**WHAT THE TASK REQUIRES**
The task calls for every line of the data to be repeated exactly.

-*-

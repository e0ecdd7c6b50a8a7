//! The upward interface: what the engine reports to the session logic.
//!
//! Input events arrive here already normalised to the slow-path
//! vocabulary, whichever framing the client used to send them.

use crate::client_info::ClientInfo;

// ── Input ────────────────────────────────────────────────────────

/// `KBDFLAGS_*` of the slow-path keyboard and unicode events.
pub mod kbd {
    pub const EXTENDED: u16 = 0x0100;
    pub const EXTENDED1: u16 = 0x0200;
    pub const DOWN: u16 = 0x4000;
    pub const RELEASE: u16 = 0x8000;
}

/// `PTRFLAGS_*` of the slow-path mouse event.
pub mod ptr {
    pub const HWHEEL: u16 = 0x0400;
    pub const WHEEL: u16 = 0x0200;
    pub const WHEEL_NEGATIVE: u16 = 0x0100;
    pub const MOVE: u16 = 0x0800;
    pub const DOWN: u16 = 0x8000;
    pub const BUTTON1: u16 = 0x1000;
    pub const BUTTON2: u16 = 0x2000;
    pub const BUTTON3: u16 = 0x4000;
}

/// One client input event.
#[derive(Debug, Clone, Copy, PartialEq, Eq)]
pub enum InputEvent {
    /// Lock key state: `TS_SYNC_*` toggle flags.
    Sync { toggle_flags: u32 },
    Scancode { flags: u16, code: u16 },
    Unicode { flags: u16, code: u16 },
    Mouse { flags: u16, x: u16, y: u16 },
    /// Extended mouse buttons (`PTRXFLAGS_*`).
    MouseX { flags: u16, x: u16, y: u16 },
    /// Quality-of-experience timestamp, fastpath only.
    QoeTimestamp { timestamp: u32 },
}

// ── Screen updates ───────────────────────────────────────────────

/// Logical update type of an opaque payload handed down for sending.
///
/// The payload carries everything after the update type field; this
/// engine only frames it for slow path or fastpath.
#[derive(Debug, Clone, Copy, PartialEq, Eq)]
pub enum UpdateKind {
    Orders,
    Bitmap,
    Palette,
    Synchronize,
    /// Fastpath only.
    SurfaceCommands,
    PointerHidden,
    PointerDefault,
    PointerPosition,
    ColorPointer,
    CachedPointer,
    NewPointer,
    /// Fastpath only.
    LargePointer,
}

/// Inclusive rectangle from Refresh Rect and Suppress Output.
#[derive(Debug, Clone, Copy, PartialEq, Eq, Default)]
pub struct Rect {
    pub left: u16,
    pub top: u16,
    pub right: u16,
    pub bottom: u16,
}

// ── Disconnect ───────────────────────────────────────────────────

/// Why a session ended or is being ended.
#[derive(Debug, Clone, Copy, PartialEq, Eq)]
pub enum DisconnectReason {
    /// Disconnect Provider Ultimatum, X.224 DR or EOF from the client.
    ClientRequested,
    /// X.224 negotiation failed; the failure PDU has been queued.
    NegotiationFailed,
    /// The session logic asked to end the session with this
    /// `ERRINFO_*` code.
    Server { error_info: u32 },
    /// A PDU failed to parse or violated the protocol.
    ProtocolError,
}

/// `ERRINFO_*` codes the engine sends in Set Error Info.
pub mod errinfo {
    pub const RPC_INITIATED_DISCONNECT: u32 = 0x0000_0001;
    pub const RPC_INITIATED_LOGOFF: u32 = 0x0000_0002;
    pub const IDLE_TIMEOUT: u32 = 0x0000_0003;
    pub const LOGON_TIMEOUT: u32 = 0x0000_0004;
    pub const DISCONNECTED_BY_OTHER_CONNECTION: u32 = 0x0000_0005;
    pub const OUT_OF_MEMORY: u32 = 0x0000_0006;
    pub const SERVER_DENIED_CONNECTION: u32 = 0x0000_0007;
}

// ── SessionEventSink ─────────────────────────────────────────────

/// Callbacks into the session logic.
///
/// Every method has an empty default so implementors only override what
/// they care about. Calls happen on the connection's task, strictly in
/// PDU order.
pub trait SessionEventSink: Send {
    /// The Client Info PDU was accepted.
    fn on_logon(&mut self, _info: &ClientInfo) {}

    /// A Demand Active PDU has been queued; activation (re)starts.
    fn on_demand_active_sent(&mut self) {}

    /// Activation finished: screen updates may flow.
    fn on_session_ready(&mut self, _info: &ClientInfo) {}

    fn on_input(&mut self, _event: InputEvent) {}

    /// A reassembled static channel message.
    fn on_channel_data(&mut self, _channel_id: u16, _flags: u32, _data: &[u8], _total_len: u32) {}

    /// The client answered the drdynvc capability request.
    fn on_drdynvc_ready(&mut self) {}

    fn on_dynamic_channel_open(&mut self, _name: &str, _chan_id: u32, _success: bool) {}

    fn on_dynamic_channel_data(&mut self, _chan_id: u32, _data: &[u8]) {}

    fn on_dynamic_channel_close(&mut self, _chan_id: u32) {}

    fn on_frame_ack(&mut self, _frame_id: u32) {}

    /// `rect` is `None` when output is suppressed.
    fn on_suppress_output(&mut self, _suppress: bool, _rect: Option<Rect>) {}

    fn on_refresh_rect(&mut self, _rects: &[Rect]) {}

    fn on_disconnect(&mut self, _reason: DisconnectReason) {}
}

/// A sink that ignores everything.
#[derive(Debug, Default, Clone, Copy)]
pub struct NullSink;

impl SessionEventSink for NullSink {}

-*-

**YOUR RESPONSE**
repository e0ecdd7c6b50a8a7
//! The upward interface: what the engine reports to the session logic.
//!
//! Input events arrive here already normalised to the slow-path
//! vocabulary, whichever framing the client used to send them.

use crate::client_info::ClientInfo;

// ── Input ────────────────────────────────────────────────────────

/// `KBDFLAGS_*` of the slow-path keyboard and unicode events.
pub mod kbd {
    pub const EXTENDED: u16 = 0x0100;
    pub const EXTENDED1: u16 = 0x0200;
    pub const DOWN: u16 = 0x4000;
    pub const RELEASE: u16 = 0x8000;
}

/// `PTRFLAGS_*` of the slow-path mouse event.
pub mod ptr {
    pub const HWHEEL: u16 = 0x0400;
    pub const WHEEL: u16 = 0x0200;
    pub const WHEEL_NEGATIVE: u16 = 0x0100;
    pub const MOVE: u16 = 0x0800;
    pub const DOWN: u16 = 0x8000;
    pub const BUTTON1: u16 = 0x1000;
    pub const BUTTON2: u16 = 0x2000;
    pub const BUTTON3: u16 = 0x4000;
}

/// One client input event.
#[derive(Debug, Clone, Copy, PartialEq, Eq)]
pub enum InputEvent {
    /// Lock key state: `TS_SYNC_*` toggle flags.
    Sync { toggle_flags: u32 },
    Scancode { flags: u16, code: u16 },
    Unicode { flags: u16, code: u16 },
    Mouse { flags: u16, x: u16, y: u16 },
    /// Extended mouse buttons (`PTRXFLAGS_*`).
    MouseX { flags: u16, x: u16, y: u16 },
    /// Quality-of-experience timestamp, fastpath only.
    QoeTimestamp { timestamp: u32 },
}

// ── Screen updates ───────────────────────────────────────────────

/// Logical update type of an opaque payload handed down for sending.
///
/// The payload carries everything after the update type field; this
/// engine only frames it for slow path or fastpath.
#[derive(Debug, Clone, Copy, PartialEq, Eq)]
pub enum UpdateKind {
    Orders,
    Bitmap,
    Palette,
    Synchronize,
    /// Fastpath only.
    SurfaceCommands,
    PointerHidden,
    PointerDefault,
    PointerPosition,
    ColorPointer,
    CachedPointer,
    NewPointer,
    /// Fastpath only.
    LargePointer,
}

/// Inclusive rectangle from Refresh Rect and Suppress Output.
#[derive(Debug, Clone, Copy, PartialEq, Eq, Default)]
pub struct Rect {
    pub left: u16,
    pub top: u16,
    pub right: u16,
    pub bottom: u16,
}

// ── Disconnect ───────────────────────────────────────────────────

/// Why a session ended or is being ended.
#[derive(Debug, Clone, Copy, PartialEq, Eq)]
pub enum DisconnectReason {
    /// Disconnect Provider Ultimatum, X.224 DR or EOF from the client.
    ClientRequested,
    /// X.224 negotiation failed; the failure PDU has been queued.
    NegotiationFailed,
    /// The session logic asked to end the session with this
    /// `ERRINFO_*` code.
    Server { error_info: u32 },
    /// A PDU failed to parse or violated the protocol.
    ProtocolError,
}

/// `ERRINFO_*` codes the engine sends in Set Error Info.
pub mod errinfo {
    pub const RPC_INITIATED_DISCONNECT: u32 = 0x0000_0001;
    pub const RPC_INITIATED_LOGOFF: u32 = 0x0000_0002;
    pub const IDLE_TIMEOUT: u32 = 0x0000_0003;
    pub const LOGON_TIMEOUT: u32 = 0x0000_0004;
    pub const DISCONNECTED_BY_OTHER_CONNECTION: u32 = 0x0000_0005;
    pub const OUT_OF_MEMORY: u32 = 0x0000_0006;
    pub const SERVER_DENIED_CONNECTION: u32 = 0x0000_0007;
}

// ── SessionEventSink ─────────────────────────────────────────────

/// Callbacks into the session logic.
///
/// Every method has an empty default so implementors only override what
/// they care about. Calls happen on the connection's task, strictly in
/// PDU order.
pub trait SessionEventSink: Send {
    /// The Client Info PDU was accepted.
    fn on_logon(&mut self, _info: &ClientInfo) {}

    /// A Demand Active PDU has been queued; activation (re)starts.
    fn on_demand_active_sent(&mut self) {}

    /// Activation finished: screen updates may flow.
    fn on_session_ready(&mut self, _info: &ClientInfo) {}

    fn on_input(&mut self, _event: InputEvent) {}

    /// A reassembled static channel message.
    fn on_channel_data(&mut self, _channel_id: u16, _flags: u32, _data: &[u8], _total_len: u32) {}

    /// The client answered the drdynvc capability request.
    fn on_drdynvc_ready(&mut self) {}

    fn on_dynamic_channel_open(&mut self, _name: &str, _chan_id: u32, _success: bool) {}

    fn on_dynamic_channel_data(&mut self, _chan_id: u32, _data: &[u8]) {}

    fn on_dynamic_channel_close(&mut self, _chan_id: u32) {}

    fn on_frame_ack(&mut self, _frame_id: u32) {}

    /// `rect` is `None` when output is suppressed.
    fn on_suppress_output(&mut self, _suppress: bool, _rect: Option<Rect>) {}

    fn on_refresh_rect(&mut self, _rects: &[Rect]) {}

    fn on_disconnect(&mut self, _reason: DisconnectReason) {}
}

/// A sink that ignores everything.
#[derive(Debug, Default, Clone, Copy)]
pub struct NullSink;

impl SessionEventSink for NullSink {}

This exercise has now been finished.